Single-subject research is a type of quantitative research that involves studying in detail the behavior of each of a small number of participants. Note that the term single-subject does not mean that only one participant is studied; it is more typical for there to be somewhere between two and 10 participants. (This is why single-subject research designs are sometimes called small-n designs, where n is the statistical symbol for the sample size.) Single-subject research can be contrasted with group research, which typically involves studying large numbers of participants and examining their behavior primarily in terms of group means, standard deviations, and so on. The majority of this book is devoted to understanding group research, which is the most common approach in psychology. But single-subject research is an important alternative, and it is the primary approach in some areas of psychology.
Before continuing, it is important to distinguish single-subject research from two other approaches, both of which involve studying in detail a small number of participants. One is qualitative research, which focuses on understanding people’s subjective experience by collecting relatively unstructured data (e.g., detailed interviews) and analyzing those data using narrative rather than quantitative techniques. Single- subject research, in contrast, focuses on understanding objective behavior through experimental manipulation and control, collecting highly structured data, and analyzing those data quantitatively.
It is also important to distinguish single-subject research from case studies. A case studyis a detailed description of an individual, which can include both qualitative and quantitative analyses. (Case studies that include only qualitative analyses can be considered a type of qualitative research.) The history of psychology is filled with influential cases studies, such as Sigmund Freud’s description of “Anna O.”
(see The Case of “Anna O.”) and John Watson and Rosalie Rayner’s description of Little Albert (Watson & Rayner, 1920), 1 who learned to fear a white rat—along with other furry objects—when the researchers made a loud noise while he was playing with the rat. Case studies can be useful for suggesting new research questions and for illustrating general principles. They can also help researchers understand rare phenomena, such as the effects of damage to a specific part of the human brain. As a general rule, however, case studies cannot substitute for carefully designed group or single-subject research studies. One reason is that case studies usually do not allow researchers to determine whether specific events are causally related, or even related at all. For example, if a patient is described in a case study as having been sexually abused as a child and then as having developed an eating disorder as a teenager, there is no way to determine whether these two events had anything to do with each other. A second reason is that an individual case can always be unusual in some way and therefore be unrepresentative of people more generally. Thus case studies have serious problems with both internal and external validity.
The Case of “Anna O.”
Sigmund Freud used the case of a young woman he called “Anna O.” to illustrate many principles of his theory of psychoanalysis (Freud, 1961). 2 (Her real name was Bertha Pappenheim, and she was an early feminist who went on to make important contributions to the field of social work.) Anna had come to Freud’s colleague Josef Breuer around 1880 with a variety of odd physical and psychological symptoms. One of them was that for several weeks she was unable to drink any fluids. According to Freud,
She would take up the glass of water that she longed for, but as soon as it touched her lips she would push it away like someone suffering from hydrophobia.…She lived only on fruit, such as melons, etc., so as to lessen her tormenting thirst (p. 9).

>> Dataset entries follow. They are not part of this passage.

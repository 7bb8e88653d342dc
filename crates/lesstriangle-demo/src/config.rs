use std::fmt;
use std::fs;
use std::path::{Path, PathBuf};

use anyhow::{ensure, Context, Result};
use serde::Deserialize;
use winit::dpi::LogicalSize;

use lesstriangle_engine::shader::{FailurePolicy, ProgramManifest};
use lesstriangle_engine::window::{RedrawMode, RuntimeConfig};

use crate::cli::Cli;

/// Directory holding the built-in stage list when no manifest is given.
pub const DEFAULT_SHADER_DIR: &str = "shaders";

pub const WINDOW_TITLE: &str = "LessTriangle";

/// Ordered stage list of the program, as written in a TOML manifest.
#[derive(Debug, Clone, PartialEq, Deserialize)]
#[serde(deny_unknown_fields)]
pub struct Manifest {
    pub vertex: PathBuf,

    /// Fragment stages in attach order.
    pub fragments: Vec<PathBuf>,
}

impl Default for Manifest {
    fn default() -> Self {
        Self {
            vertex: PathBuf::from("main_vert.wgsl"),
            fragments: ["main_frag.wgsl", "sphere.wgsl", "cube.wgsl", "lighting_model.wgsl"]
                .into_iter()
                .map(PathBuf::from)
                .collect(),
        }
    }
}

impl Manifest {
    pub fn parse(text: &str) -> Result<Self> {
        let manifest: Manifest = toml::from_str(text).context("invalid shader manifest")?;
        ensure!(!manifest.fragments.is_empty(), "shader manifest lists no fragment stages");
        Ok(manifest)
    }

    pub fn load(path: &Path) -> Result<Self> {
        let text = fs::read_to_string(path)
            .with_context(|| format!("failed to read shader manifest '{}'", path.display()))?;
        Self::parse(&text).with_context(|| format!("in '{}'", path.display()))
    }

    /// Resolves every stage path against `base`.
    pub fn resolve(&self, base: &Path) -> ProgramManifest {
        ProgramManifest::new(base.join(&self.vertex), self.fragments.iter().map(|f| base.join(f)))
    }
}

#[derive(Debug, Copy, Clone, Eq, PartialEq)]
pub enum RenderMode {
    /// Continuous redraw; `u_time` advances.
    Dynamic,
    /// Redraw on demand; `u_time` stays 0.
    Static,
}

impl fmt::Display for RenderMode {
    fn fmt(&self, f: &mut fmt::Formatter<'_>) -> fmt::Result {
        f.write_str(match self {
            RenderMode::Dynamic => "dynamic",
            RenderMode::Static => "static",
        })
    }
}

#[derive(Debug, Copy, Clone, Eq, PartialEq)]
pub enum Lighting {
    Day,
    Night,
}

impl Lighting {
    pub fn is_night(self) -> bool {
        self == Lighting::Night
    }
}

impl fmt::Display for Lighting {
    fn fmt(&self, f: &mut fmt::Formatter<'_>) -> fmt::Result {
        f.write_str(match self {
            Lighting::Day => "day",
            Lighting::Night => "night",
        })
    }
}

/// Startup configuration, resolved once from the command line.
#[derive(Debug, Clone)]
pub struct DemoConfig {
    pub render_mode: RenderMode,
    pub lighting: Lighting,
    pub policy: FailurePolicy,
    pub program: ProgramManifest,
    pub window_size: (u32, u32),
    pub divisor: u32,
}

impl DemoConfig {
    /// Reads the manifest named by `cli`, or uses the built-in stage list
    /// under [`DEFAULT_SHADER_DIR`].
    pub fn from_cli(cli: &Cli) -> Result<Self> {
        let program = match &cli.manifest {
            Some(path) => {
                let base = path.parent().unwrap_or_else(|| Path::new(""));
                Manifest::load(path)?.resolve(base)
            }
            None => Manifest::default().resolve(Path::new(DEFAULT_SHADER_DIR)),
        };

        Ok(Self {
            render_mode: if cli.dynamic { RenderMode::Dynamic } else { RenderMode::Static },
            lighting: if cli.day { Lighting::Day } else { Lighting::Night },
            policy: if cli.strict { FailurePolicy::AbortOnError } else { FailurePolicy::ContinueOnError },
            program,
            window_size: (cli.width, cli.height),
            divisor: cli.divisor,
        })
    }

    pub fn runtime_config(&self) -> RuntimeConfig {
        let (w, h) = self.window_size;
        RuntimeConfig {
            title: WINDOW_TITLE.to_string(),
            initial_size: LogicalSize::new(f64::from(w), f64::from(h)),
            redraw: match self.render_mode {
                RenderMode::Dynamic => RedrawMode::Continuous,
                RenderMode::Static => RedrawMode::OnDemand,
            },
        }
    }
}

#[cfg(test)]
mod tests {
    use super::*;
    use clap::Parser;
    use lesstriangle_engine::shader::ProgramAssembler;

    fn cli(args: &[&str]) -> Cli {
        Cli::try_parse_from(std::iter::once("lesstriangle").chain(args.iter().copied())).unwrap()
    }

    // ── manifest ──────────────────────────────────────────────────────────

    #[test]
    fn manifest_keeps_fragment_order() {
        let m = Manifest::parse("vertex = \"v.wgsl\"\nfragments = [\"b.wgsl\", \"a.wgsl\"]\n").unwrap();
        assert_eq!(m.vertex, PathBuf::from("v.wgsl"));
        assert_eq!(m.fragments, [PathBuf::from("b.wgsl"), PathBuf::from("a.wgsl")]);
    }

    #[test]
    fn manifest_requires_fragments() {
        let err = Manifest::parse("vertex = \"v.wgsl\"\nfragments = []\n").unwrap_err();
        assert!(err.to_string().contains("no fragment"));
    }

    #[test]
    fn manifest_rejects_unknown_keys() {
        assert!(Manifest::parse("vertex = \"v.wgsl\"\nfragments = [\"f.wgsl\"]\ncompute = \"c.wgsl\"\n").is_err());
    }

    #[test]
    fn paths_resolve_against_manifest_dir() {
        let dir = tempfile::tempdir().unwrap();
        let path = dir.path().join("scene.toml");
        fs::write(&path, "vertex = \"v.wgsl\"\nfragments = [\"f.wgsl\"]\n").unwrap();

        let config = DemoConfig::from_cli(&cli(&["-m", path.to_str().unwrap()])).unwrap();
        assert_eq!(config.program.vertex, dir.path().join("v.wgsl"));
        assert_eq!(config.program.fragments, [dir.path().join("f.wgsl")]);
    }

    #[test]
    fn missing_manifest_is_an_error() {
        let dir = tempfile::tempdir().unwrap();
        let path = dir.path().join("nope.toml");
        assert!(DemoConfig::from_cli(&cli(&["-m", path.to_str().unwrap()])).is_err());
    }

    // ── cli resolution ────────────────────────────────────────────────────

    #[test]
    fn no_arguments_is_static_night() {
        let config = DemoConfig::from_cli(&cli(&[])).unwrap();
        assert_eq!(config.render_mode, RenderMode::Static);
        assert_eq!(config.lighting, Lighting::Night);
        assert_eq!(config.policy, FailurePolicy::ContinueOnError);
        assert_eq!(config.program.vertex, Path::new(DEFAULT_SHADER_DIR).join("main_vert.wgsl"));
        assert_eq!(config.program.fragments.len(), 4);
        assert_eq!(config.runtime_config().redraw, RedrawMode::OnDemand);
        assert_eq!(config.runtime_config().title, "LessTriangle");
    }

    #[test]
    fn flags_select_modes() {
        let config = DemoConfig::from_cli(&cli(&["-d", "--day", "--strict"])).unwrap();
        assert_eq!(config.render_mode, RenderMode::Dynamic);
        assert_eq!(config.lighting, Lighting::Day);
        assert_eq!(config.policy, FailurePolicy::AbortOnError);
        assert_eq!(config.runtime_config().redraw, RedrawMode::Continuous);
    }

    #[test]
    fn mode_lines_render_lowercase() {
        assert_eq!(RenderMode::Dynamic.to_string(), "dynamic");
        assert_eq!(Lighting::Night.to_string(), "night");
    }

    // ── shipped resources ─────────────────────────────────────────────────

    #[test]
    fn shipped_scene_links() {
        let dir = Path::new(env!("CARGO_MANIFEST_DIR")).join(DEFAULT_SHADER_DIR);
        let manifest = Manifest::load(&dir.join("scene.toml")).unwrap();
        assert_eq!(manifest, Manifest::default());

        let program = ProgramAssembler::new(FailurePolicy::AbortOnError)
            .assemble(&manifest.resolve(&dir))
            .unwrap();
        let module = program.linked_module().unwrap();
        for name in ["resolution", "u_time", "day_time"] {
            assert!(module.uniform(name).is_some(), "missing uniform {name}");
        }
    }
}
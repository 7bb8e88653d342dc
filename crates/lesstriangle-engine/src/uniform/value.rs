use crate::shader::UniformType;

/// A value that can be written into a uniform slot.
#[derive(Debug, Copy, Clone, PartialEq)]
pub enum UniformValue {
    Float(f32),
    Int(i32),
    IVec2([i32; 2]),
}

impl UniformValue {
    /// Shader-side type this value binds to.
    pub fn ty(&self) -> UniformType {
        match self {
            UniformValue::Float(_) => UniformType::FLOAT,
            UniformValue::Int(_) => UniformType::INT,
            UniformValue::IVec2(_) => UniformType::IVEC2,
        }
    }

    /// Native-endian bytes as laid out in a uniform buffer.
    pub fn as_bytes(&self) -> &[u8] {
        match self {
            UniformValue::Float(v) => bytemuck::bytes_of(v),
            UniformValue::Int(v) => bytemuck::bytes_of(v),
            UniformValue::IVec2(v) => bytemuck::cast_slice(v),
        }
    }
}
//! Core engine-facing contracts.
//!
//! This module defines the stable interface between the runtime (platform loop)
//! and the application driving it, and provides a consistent per-frame context.

mod app;
mod ctx;

pub use app::{App, AppControl};
pub use ctx::{FrameCtx, WindowCtx};
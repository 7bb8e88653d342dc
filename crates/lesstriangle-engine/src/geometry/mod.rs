//! Static geometry.
//!
//! The only geometry in the pipeline is one full-screen quad in normalized
//! device coordinates; all shading happens in the fragment stages.

mod quad;

pub use quad::{GeometryBuffer, QuadVertex, FULLSCREEN_QUAD, QUAD_VERTEX_COUNT};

But according to Freud, a breakthrough came one day while Anna was under hypnosis.
[S]he grumbled about her English “lady-companion,” whom she did not care for, and went on to describe, with every sign of disgust, how she had once gone into this lady’s room and how her little dog—horrid creature!—had drunk out of a glass there. The patient had said nothing, as she had wanted to be polite.
After giving further energetic expression to the anger she had held back, she asked for something to drink, drank a large quantity of water without any difficulty, and awoke from her hypnosis with the glass at her lips; and thereupon the disturbance vanished, never to return.

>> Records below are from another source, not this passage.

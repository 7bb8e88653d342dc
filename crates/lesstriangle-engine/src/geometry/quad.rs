use bytemuck::{Pod, Zeroable};
use wgpu::util::DeviceExt;

/// Position-only vertex (`@location(0) vec3<f32>`).
#[repr(C)]
#[derive(Debug, Copy, Clone, PartialEq, Pod, Zeroable)]
pub struct QuadVertex {
    pub position: [f32; 3],
}

impl QuadVertex {
    const ATTRS: [wgpu::VertexAttribute; 1] = wgpu::vertex_attr_array![0 => Float32x3];

    pub const fn new(x: f32, y: f32, z: f32) -> Self {
        Self { position: [x, y, z] }
    }

    /// Tightly packed, one attribute at location 0.
    pub fn layout() -> wgpu::VertexBufferLayout<'static> {
        wgpu::VertexBufferLayout {
            array_stride: std::mem::size_of::<QuadVertex>() as u64,
            step_mode: wgpu::VertexStepMode::Vertex,
            attributes: &Self::ATTRS,
        }
    }
}

/// Two triangles covering NDC `[-1, 1]²`.
pub const FULLSCREEN_QUAD: [QuadVertex; 6] = [
    QuadVertex::new(1.0, 1.0, 0.0),   // top right
    QuadVertex::new(1.0, -1.0, 0.0),  // bottom right
    QuadVertex::new(-1.0, 1.0, 0.0),  // top left
    QuadVertex::new(-1.0, -1.0, 0.0), // bottom left
    QuadVertex::new(-1.0, 1.0, 0.0),  // top left
    QuadVertex::new(1.0, -1.0, 0.0),  // bottom right
];

pub const QUAD_VERTEX_COUNT: u32 = FULLSCREEN_QUAD.len() as u32;

/// Holder for the uploaded quad.
///
/// The upload happens on first use; later calls return the same buffer and
/// never upload again.
#[derive(Debug)]
pub struct GeometryBuffer<B = wgpu::Buffer> {
    buffer: Option<B>,
}

impl<B> Default for GeometryBuffer<B> {
    fn default() -> Self {
        Self { buffer: None }
    }
}

impl<B> GeometryBuffer<B> {
    pub fn new() -> Self {
        Self::default()
    }

    pub fn is_uploaded(&self) -> bool {
        self.buffer.is_some()
    }

    pub fn get(&self) -> Option<&B> {
        self.buffer.as_ref()
    }

    /// Returns the buffer, calling `upload` with the quad bytes if this is the
    /// first request.
    pub fn get_or_upload(&mut self, upload: impl FnOnce(&[u8]) -> B) -> &B {
        self.buffer
            .get_or_insert_with(|| upload(bytemuck::cast_slice(&FULLSCREEN_QUAD)))
    }
}

impl GeometryBuffer<wgpu::Buffer> {
    pub fn ensure_uploaded(&mut self, device: &wgpu::Device) -> &wgpu::Buffer {
        self.get_or_upload(|contents| {
            device.create_buffer_init(&wgpu::util::BufferInitDescriptor {
                label: Some("lesstriangle quad vbo"),
                contents,
                usage: wgpu::BufferUsages::VERTEX,
            })
        })
    }
}

#[cfg(test)]
mod tests {
    use super::*;

    // ── quad ──────────────────────────────────────────────────────────────

    #[test]
    fn quad_corners_in_order() {
        let corners: Vec<(f32, f32)> = FULLSCREEN_QUAD
            .iter()
            .map(|v| (v.position[0], v.position[1]))
            .collect();
        assert_eq!(
            corners,
            [(1.0, 1.0), (1.0, -1.0), (-1.0, 1.0), (-1.0, -1.0), (-1.0, 1.0), (1.0, -1.0)]
        );
        assert!(FULLSCREEN_QUAD.iter().all(|v| v.position[2] == 0.0));
        assert_eq!(QUAD_VERTEX_COUNT, 6);
    }

    #[test]
    fn layout_is_tightly_packed_vec3_at_location_0() {
        let layout = QuadVertex::layout();
        assert_eq!(layout.array_stride, 12);
        assert_eq!(layout.attributes.len(), 1);
        assert_eq!(layout.attributes[0].shader_location, 0);
        assert_eq!(layout.attributes[0].offset, 0);
        assert_eq!(layout.attributes[0].format, wgpu::VertexFormat::Float32x3);
    }

    // ── upload ────────────────────────────────────────────────────────────

    #[test]
    fn upload_happens_once() {
        let mut geometry = GeometryBuffer::<usize>::new();
        let mut uploads = 0;

        for _ in 0..3 {
            let len = *geometry.get_or_upload(|bytes| {
                uploads += 1;
                bytes.len()
            });
            assert_eq!(len, 6 * 3 * 4);
        }

        assert_eq!(uploads, 1);
        assert!(geometry.is_uploaded());
    }

    #[test]
    fn nothing_uploaded_before_first_use() {
        let geometry = GeometryBuffer::<Vec<u8>>::new();
        assert!(!geometry.is_uploaded());
        assert!(geometry.get().is_none());
    }
}
use std::error::Error as StdError;
use std::process::ExitCode;

use lesstriangle_engine::shader::ShaderError;
use lesstriangle_engine::window::RuntimeError;

/// Resource or configuration failure, reported before any window exists.
pub const EXIT_CONFIG: u8 = 1;
/// Event loop, window, GPU, or surface failure (`-1` as a process status).
pub const EXIT_RUNTIME: u8 = 255;

/// A failure that ends the process, with the status it exits with.
#[derive(Debug)]
pub struct Fatal {
    code: u8,
    message: String,
}

impl Fatal {
    pub fn config(err: &anyhow::Error) -> Self {
        Self {
            code: EXIT_CONFIG,
            message: format!("{err:#}"),
        }
    }

    pub fn code(&self) -> u8 {
        self.code
    }

    /// The error followed by every cause, `: `-separated.
    pub fn message(&self) -> &str {
        &self.message
    }

    /// Prints the diagnostic to stderr and returns the process status.
    ///
    /// Written directly, so a log filter of `off` cannot hide it.
    pub fn report(&self) -> ExitCode {
        eprintln!("error: {}", self.message);
        ExitCode::from(self.code)
    }
}

impl From<ShaderError> for Fatal {
    fn from(err: ShaderError) -> Self {
        Self {
            code: EXIT_CONFIG,
            message: chain(&err),
        }
    }
}

impl From<RuntimeError> for Fatal {
    fn from(err: RuntimeError) -> Self {
        Self {
            code: EXIT_RUNTIME,
            message: chain(&err),
        }
    }
}

fn chain(err: &(dyn StdError + 'static)) -> String {
    anyhow::Chain::new(err)
        .map(ToString::to_string)
        .collect::<Vec<_>>()
        .join(": ")
}
use winit::window::{Window, WindowId};

use crate::device::{Gpu, SurfaceErrorAction};
use crate::render::{RenderCtx, RenderTarget};
use crate::time::FrameTime;

use super::app::AppControl;

/// Window handle and immutable window metadata.
pub struct WindowCtx<'a> {
    pub id: WindowId,
    pub window: &'a Window,
}

/// Per-frame context passed to `core::App::on_frame`.
///
/// Lifetimes:
/// - `'a` is the duration of the callback invocation
/// - `'w` is the window-borrow lifetime carried by `Gpu<'w>`
pub struct FrameCtx<'a, 'w> {
    pub window: WindowCtx<'a>,
    pub gpu: &'a mut Gpu<'w>,
    pub time: FrameTime,
}

impl<'a, 'w> FrameCtx<'a, 'w> {
    /// Clears the surface with `clear`, calls `draw` with a ready [`RenderCtx`] and
    /// [`RenderTarget`], then presents the frame.
    ///
    /// A frame that cannot be acquired is skipped; only an unrecoverable surface
    /// error returns [`AppControl::Fatal`].
    pub fn render<F>(&mut self, clear: wgpu::Color, draw: F) -> AppControl
    where
        F: FnOnce(&RenderCtx<'_>, &mut RenderTarget<'_>),
    {
        let mut frame = match self.gpu.begin_frame() {
            Ok(f) => f,
            Err(err) => {
                let action = self.gpu.handle_surface_error(err);
                if action == SurfaceErrorAction::Reconfigured {
                    self.window.window.request_redraw();
                }
                return surface_error_control(action);
            }
        };

        // Clear pass; dropped before the encoder is moved into submit().
        {
            let _rpass = frame.encoder.begin_render_pass(&wgpu::RenderPassDescriptor {
                label: Some("lesstriangle clear"),
                color_attachments: &[Some(wgpu::RenderPassColorAttachment {
                    view: &frame.view,
                    resolve_target: None,
                    ops: wgpu::Operations {
                        load: wgpu::LoadOp::Clear(clear),
                        store: wgpu::StoreOp::Store,
                    },
                    depth_slice: None,
                })],
                depth_stencil_attachment: None,
                timestamp_writes: None,
                occlusion_query_set: None,
                multiview_mask: None,
            });
        }

        let rctx = RenderCtx::new(
            self.gpu.device(),
            self.gpu.queue(),
            self.gpu.surface_format(),
            self.gpu.size(),
        );

        // RenderTarget borrows frame.encoder; dropped before submit() takes frame.
        {
            let mut target = RenderTarget::new(&mut frame.encoder, &frame.view);
            draw(&rctx, &mut target);
        }

        self.window.window.pre_present_notify();
        self.gpu.submit(frame);

        AppControl::Continue
    }
}

fn surface_error_control(action: SurfaceErrorAction) -> AppControl {
    match action {
        SurfaceErrorAction::Fatal => AppControl::Fatal,
        SurfaceErrorAction::Reconfigured | SurfaceErrorAction::SkipFrame => AppControl::Continue,
    }
}

#[cfg(test)]
mod tests {
    use super::*;

    #[test]
    fn unrecoverable_surface_error_is_fatal() {
        assert_eq!(surface_error_control(SurfaceErrorAction::Fatal), AppControl::Fatal);
    }

    #[test]
    fn recoverable_surface_errors_keep_running() {
        for action in [SurfaceErrorAction::Reconfigured, SurfaceErrorAction::SkipFrame] {
            assert_eq!(surface_error_control(action), AppControl::Continue);
        }
    }
}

Freud’s interpretation was that Anna had repressed the memory of this incident along with the emotion that it triggered and that this was what had caused her inability to drink. Furthermore, her recollection of the incident, along with her expression of the emotion she had repressed, caused the symptom to go away.
As an illustration of Freud’s theory, the case study of Anna O. is quite effective. As evidence for the theory, however, it is essentially worthless. The description provides no way of
knowing whether Anna had really repressed the memory of the dog drinking from the glass, whether this repression had caused her inability to drink, or whether recalling this “trauma” relieved
the symptom. It is also unclear from this case study how typical or atypical Anna’s experience was.